The president of a group representing the nation’s hospice care industry says one of Iowa’s two senators is supporting a bid to rescind a rule that cuts federal payments to hospices.

Don Schumacher, president of the National Hospice and Palliative Care Organization, says last year the Bush Administration enacted a rule which cut payments to hospices for treatment of elderly patients who’re on Medicare.

"We’re trying to make consumers aware all around the country that hospice care, which is one of the most successful choices for care at the end of life, is experiencing some potential difficulty in that as the Bush Administration left office last year they instituted a regulation that’s cutting hospice reimbursement by $2.2 billion," Schmacher says.

Specifically, Medicaid payments for hospice care were cut by just over four-and-a-half percent.

"We did an economic survey of our members over the last couple of months and it shows that even without this rate cut the economic picture right now has hospice programs struggling ’cause of the tremendous costs and the reimbursement really, essentially being on the low end as it is," Schmacher says, "and this is an additional cut to us which will cost us dramatically."

Congress reversed the reduction in Medicaid payment rates for hospice care for this year, but Schmacher’s group is now lobbying congress to keep hospice care rates the same for the next two years. Iowa Senator Tom Harkin has signed onto a letter, urging the Obama Administration to make the move. Hospice groups are asking Iowa’s other senator, Chuck Grassley, to join the effort to keep hospice care payments for Medicare patients the same for the next two years.

"It’s quite a bit of change for programs to lose," Schmacher says.

According to Schmacher, it makes economic sense for Medicare patients to choose hospice care.

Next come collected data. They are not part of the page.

//! Protocol Module
//!
//! Defines the wire protocol spoken with a Kinetic device.
//!
//! ## Frame Format
//! ```text
//! ┌──────────┬──────────────┬──────────────┬─────────────────────┬───────────────┐
//! │ 'F' (1)  │ MsgLen (4)   │ ValueLen (4) │ Message             │ Value         │
//! └──────────┴──────────────┴──────────────┴─────────────────────┴───────────────┘
//! ```
//!
//! ### Message
//! - identity: which user key signed the frame
//! - hmac: HMAC-SHA1 over header + command bytes
//! - command: header (sequence / ack sequence / type), body, status
//!
//! ### Correlation
//! Every request carries a fresh sequence number; the device echoes it back
//! as the response's ack sequence.

mod auth;
mod codec;
mod message;

pub use auth::{sign, verify, verify_digest, Digest, DIGEST_LEN};
pub use codec::{
    pack, read_frame, unpack, write_frame, Frame, FrameBuffer, FrameHeader, HEADER_SIZE,
    MAX_MESSAGE_LEN, MAX_VALUE_LEN, PROTOCOL_VERSION,
};
pub use message::{
    Body, Command, CommandHeader, KeyValue, Message, MessageType, Range, StatusCode, StatusReport,
};
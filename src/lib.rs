//! # kinetic-client
//!
//! Client engine for Kinetic key-value drives:
//! - Framed binary protocol with HMAC-SHA1 authenticated messages
//! - Many concurrent operations multiplexed over one TCP connection
//! - Out-of-order responses matched to pending operations by sequence number
//! - Internally-threaded or caller-driven completion dispatch
//!
//! ## Architecture Overview
//!
//! ```text
//! ┌─────────────────────────────────────────────────────────────┐
//! │                 Session  /  Operation API                    │
//! │          (NoOp, Put, Get, Delete, GetKeyRange)               │
//! └─────────────────────┬───────────────────────────────────────┘
//!                       │ submit
//! ┌─────────────────────▼───────────────────────────────────────┐
//! │                      Connection                              │
//! │   sequence counter · registry · run state · worker           │
//! └──────────┬─────────────────────────────────┬────────────────┘
//!            │ write                            │ run (poll + dispatch)
//!            ▼                                  ▼
//!   ┌─────────────────┐                ┌─────────────────┐
//!   │  Codec + HMAC   │                │  FrameBuffer    │
//!   │  (seal / pack)  │                │  (unpack/verify)│
//!   └────────┬────────┘                └────────┬────────┘
//!            │                                  │
//!            └───────────── TCP socket ─────────┘
//! ```

// =============================================================================
// Module Declarations
// =============================================================================

pub mod error;
pub mod status;
pub mod config;
pub mod logging;

pub mod buffer;
pub mod entry;
pub mod protocol;
pub mod network;
pub mod operation;
pub mod session;
pub mod transfer;

// =============================================================================
// Public API Re-exports
// =============================================================================

pub use buffer::ByteBuffer;
pub use config::{ExecutionMode, SessionConfig};
pub use entry::{Algorithm, Entry, KeyRange, Synchronization};
pub use error::{KineticError, Result};
pub use network::ConnectionState;
pub use operation::{Completion, Operation, OperationResult, SubmitError};
pub use session::Session;
pub use status::Status;
pub use transfer::Transfer;

// =============================================================================
// Version Info
// =============================================================================

/// Current version of the client library
pub const VERSION: &str = env!("CARGO_PKG_VERSION");
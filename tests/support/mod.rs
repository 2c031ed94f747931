//! Mock Kinetic device
//!
//! A `TcpListener` thread that speaks the frame protocol, keeps an in-memory
//! key-value store and answers with scripted behaviour.

#![allow(dead_code)]

use std::collections::BTreeMap;
use std::io::Write;
use std::net::{SocketAddr, TcpListener, TcpStream};
use std::ops::Bound;
use std::sync::Arc;
use std::thread;
use std::time::{Duration, Instant};

use bytes::Bytes;
use parking_lot::Mutex;

use kinetic_client::config::{ExecutionMode, SessionConfigBuilder};
use kinetic_client::protocol::{
    read_frame, verify, write_frame, Body, Command, CommandHeader, Frame, FrameHeader, KeyValue,
    MessageType, Range, StatusCode, StatusReport, MAX_VALUE_LEN,
};
use kinetic_client::{Algorithm, SessionConfig};

pub const HMAC_KEY: &[u8] = b"asdfasdf";

/// How the device answers requests
#[derive(Debug, Clone, Copy, PartialEq, Eq)]
pub enum Behavior {
    /// Answer every request in order
    Respond,
    /// Read requests, never answer
    Silent,
    /// Hold answers until `n` are queued, then send them newest first
    Reverse(usize),
    /// Sign answers with a different key
    WrongKey,
    /// Precede each answer with one acking a sequence nobody sent
    BogusAckFirst,
    /// Answer `n` requests, then drop the connection on the next
    CloseAfter(usize),
    /// Answer every request with this status
    AlwaysStatus(StatusCode),
    /// Answer with a message type that does not match the request
    WrongType,
    /// Precede each answer with a frame whose value exceeds the size cap
    OversizedFirst,
}

#[derive(Debug, Clone)]
struct Stored {
    value: Vec<u8>,
    version: Option<Vec<u8>>,
    tag: Option<Vec<u8>>,
    algorithm: Option<Algorithm>,
}

type Store = Arc<Mutex<BTreeMap<Vec<u8>, Stored>>>;

pub struct MockDevice {
    addr: SocketAddr,
    received: Arc<Mutex<Vec<i64>>>,
    store: Store,
}

impl MockDevice {
    pub fn start(behavior: Behavior) -> Self {
        Self::start_with(behavior, None)
    }

    /// Start a device that greets each connection with `connection_id`
    pub fn start_with_handshake(behavior: Behavior, connection_id: i64) -> Self {
        Self::start_with(behavior, Some(connection_id))
    }

    fn start_with(behavior: Behavior, handshake: Option<i64>) -> Self {
        let listener = TcpListener::bind("127.0.0.1:0").unwrap();
        let addr = listener.local_addr().unwrap();
        let received = Arc::new(Mutex::new(Vec::new()));
        let store: Store = Arc::new(Mutex::new(BTreeMap::new()));

        let device_received = Arc::clone(&received);
        let device_store = Arc::clone(&store);
        thread::spawn(move || {
            for stream in listener.incoming() {
                let Ok(stream) = stream else { break };
                let received = Arc::clone(&device_received);
                let store = Arc::clone(&device_store);
                thread::spawn(move || {
                    serve(stream, behavior, handshake, received, store);
                });
            }
        });

        Self {
            addr,
            received,
            store,
        }
    }

    pub fn port(&self) -> u16 {
        self.addr.port()
    }

    /// Session config aimed at this device, caller-driven
    pub fn config(&self) -> SessionConfigBuilder {
        SessionConfig::builder()
            .host("127.0.0.1")
            .port(self.port())
            .hmac_key(HMAC_KEY)
            .execution_mode(ExecutionMode::CallerDriven)
            .poll_interval(Duration::from_millis(10))
            .connect_timeout(Duration::from_secs(2))
    }

    /// Sequence numbers of every request received, in arrival order
    pub fn received(&self) -> Vec<i64> {
        self.received.lock().clone()
    }

    /// Wait until at least `n` requests have arrived
    pub fn wait_for_requests(&self, n: usize) -> bool {
        let deadline = Instant::now() + Duration::from_secs(5);
        while Instant::now() < deadline {
            if self.received.lock().len() >= n {
                return true;
            }
            thread::sleep(Duration::from_millis(5));
        }
        false
    }

    pub fn stored_value(&self, key: &[u8]) -> Option<Vec<u8>> {
        self.store.lock().get(key).map(|s| s.value.clone())
    }

    pub fn stored_keys(&self) -> Vec<Vec<u8>> {
        self.store.lock().keys().cloned().collect()
    }
}

// =============================================================================
// Connection handling
// =============================================================================

fn serve(
    mut stream: TcpStream,
    behavior: Behavior,
    handshake: Option<i64>,
    received: Arc<Mutex<Vec<i64>>>,
    store: Store,
) {
    let connection_id = handshake.unwrap_or(0);
    let mut device_sequence = 0i64;

    if let Some(id) = handshake {
        let greeting = Command {
            header: Some(CommandHeader {
                connection_id: id,
                ..CommandHeader::default()
            }),
            body: None,
            status: Some(StatusReport::new(StatusCode::Success)),
        };
        let frame = Frame::seal(greeting, Bytes::new(), 1, HMAC_KEY).unwrap();
        if write_frame(&mut stream, &frame).is_err() {
            return;
        }
    }

    let mut held: Vec<Frame> = Vec::new();
    let mut answered = 0usize;

    loop {
        let request = match read_frame(&mut stream) {
            Ok(frame) => frame,
            Err(_) => return,
        };
        let Some(sequence) = request.sequence() else {
            continue;
        };
        received.lock().push(sequence);

        if behavior == Behavior::Silent {
            continue;
        }
        if let Behavior::CloseAfter(n) = behavior {
            if answered >= n {
                return;
            }
        }

        let request_type = request.message_type().unwrap_or(MessageType::NoOp);
        let (status, body, value) = if verify(&request, HMAC_KEY) {
            match behavior {
                Behavior::AlwaysStatus(code) => (code, None, Bytes::new()),
                _ => execute(&request, &store),
            }
        } else {
            (StatusCode::HmacFailure, None, Bytes::new())
        };

        let response_type = match (behavior, request_type) {
            // NoOp has nothing to confuse it with; answer as a Get
            (Behavior::WrongType, MessageType::NoOp) => MessageType::GetResponse,
            (Behavior::WrongType, _) => MessageType::NoOpResponse,
            _ => request_type.response(),
        };

        device_sequence += 1;
        let key: &[u8] = if behavior == Behavior::WrongKey {
            b"not the key"
        } else {
            HMAC_KEY
        };
        let response = respond(
            connection_id,
            device_sequence,
            sequence,
            response_type,
            status,
            body,
            value,
            key,
        );

        if behavior == Behavior::BogusAckFirst {
            device_sequence += 1;
            let bogus = respond(
                connection_id,
                device_sequence,
                sequence + 1_000_000,
                response_type,
                StatusCode::Success,
                None,
                Bytes::new(),
                HMAC_KEY,
            );
            if write_frame(&mut stream, &bogus).is_err() {
                return;
            }
        }

        if behavior == Behavior::OversizedFirst {
            let oversized = MAX_VALUE_LEN + 1;
            let mut junk = FrameHeader::new(0, oversized as u32).to_bytes().to_vec();
            junk.resize(junk.len() + oversized, b'F');
            if stream.write_all(&junk).is_err() {
                return;
            }
        }

        answered += 1;
        match behavior {
            Behavior::Reverse(batch) => {
                held.push(response);
                if held.len() >= batch {
                    while let Some(frame) = held.pop() {
                        if write_frame(&mut stream, &frame).is_err() {
                            return;
                        }
                    }
                }
            }
            _ => {
                if write_frame(&mut stream, &response).is_err() {
                    return;
                }
            }
        }
    }
}

#[allow(clippy::too_many_arguments)]
fn respond(
    connection_id: i64,
    sequence: i64,
    ack: i64,
    message_type: MessageType,
    status: StatusCode,
    body: Option<Body>,
    value: Bytes,
    key: &[u8],
) -> Frame {
    let command = Command {
        header: Some(CommandHeader {
            cluster_version: 0,
            connection_id,
            sequence,
            ack_sequence: Some(ack),
            message_type: Some(message_type),
        }),
        body,
        status: Some(StatusReport::new(status)),
    };
    Frame::seal(command, value, 1, key).unwrap()
}

// =============================================================================
// Key-value semantics
// =============================================================================

fn execute(request: &Frame, store: &Store) -> (StatusCode, Option<Body>, Bytes) {
    let empty = KeyValue::default();
    let kv = request.command.key_value().unwrap_or(&empty);
    let key = kv.key.clone().unwrap_or_default();
    let force = kv.force.unwrap_or(false);
    let mut store = store.lock();

    match request.message_type() {
        Some(MessageType::NoOp) => (StatusCode::Success, None, Bytes::new()),

        Some(MessageType::Put) => {
            if let Some(existing) = store.get(&key) {
                if !force && existing.version != kv.db_version {
                    return (StatusCode::VersionMismatch, None, Bytes::new());
                }
            } else if !force && kv.db_version.is_some() {
                return (StatusCode::VersionMismatch, None, Bytes::new());
            }
            store.insert(
                key,
                Stored {
                    value: request.value.to_vec(),
                    version: kv.new_version.clone(),
                    tag: kv.tag.clone(),
                    algorithm: kv.algorithm,
                },
            );
            (StatusCode::Success, None, Bytes::new())
        }

        Some(MessageType::Get) => match store.get(&key) {
            None => (StatusCode::NotFound, None, Bytes::new()),
            Some(stored) => {
                let body = Body {
                    key_value: Some(KeyValue {
                        key: Some(key.clone()),
                        db_version: stored.version.clone(),
                        tag: stored.tag.clone(),
                        algorithm: stored.algorithm,
                        ..KeyValue::default()
                    }),
                    range: None,
                };
                let value = if kv.metadata_only.unwrap_or(false) {
                    Bytes::new()
                } else {
                    Bytes::from(stored.value.clone())
                };
                (StatusCode::Success, Some(body), value)
            }
        },

        Some(MessageType::Delete) => match store.get(&key) {
            None => (StatusCode::NotFound, None, Bytes::new()),
            Some(existing) => {
                if !force && existing.version != kv.db_version {
                    return (StatusCode::VersionMismatch, None, Bytes::new());
                }
                store.remove(&key);
                (StatusCode::Success, None, Bytes::new())
            }
        },

        Some(MessageType::GetKeyRange) => {
            let empty_range = Range::default();
            let range = request.command.range().unwrap_or(&empty_range);
            let keys = list_keys(&store, range);
            let body = Body {
                key_value: None,
                range: Some(Range {
                    keys,
                    ..Range::default()
                }),
            };
            (StatusCode::Success, Some(body), Bytes::new())
        }

        _ => (StatusCode::InvalidRequest, None, Bytes::new()),
    }
}

fn list_keys(store: &BTreeMap<Vec<u8>, Stored>, range: &Range) -> Vec<Vec<u8>> {
    let bound = |key: &Option<Vec<u8>>, inclusive: Option<bool>| match key {
        None => Bound::Unbounded,
        Some(k) if inclusive.unwrap_or(false) => Bound::Included(k.clone()),
        Some(k) => Bound::Excluded(k.clone()),
    };
    if let (Some(s), Some(e)) = (&range.start_key, &range.end_key) {
        let both_inclusive =
            range.start_key_inclusive.unwrap_or(false) && range.end_key_inclusive.unwrap_or(false);
        if s > e || (s == e && !both_inclusive) {
            return Vec::new();
        }
    }

    let start = bound(&range.start_key, range.start_key_inclusive);
    let end = bound(&range.end_key, range.end_key_inclusive);
    let max = range.max_returned.unwrap_or(200) as usize;

    let keys = store.range((start, end)).map(|(k, _)| k.clone());
    if range.reverse.unwrap_or(false) {
        keys.rev().take(max).collect()
    } else {
        keys.take(max).collect()
    }
}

"A study came out of Duke University two years ago and it shows that for every patient admitted to hospice, we save the Medicare system about $2200 to $2500 when compared with patients of similar disease and life trajectory," Schmacher says. "…Everybody who goes through hospice, for the most part, feels as though they received the opportunity to say good-bye in the most appropriate way possible."

The Hospice and Palliative Care Association of Iowa represents 74 hospice agencies providing end-of-life care at 103 different facilities in Iowa. Schumacher leads the national group which represents about 80 percent of the hospices in the United States.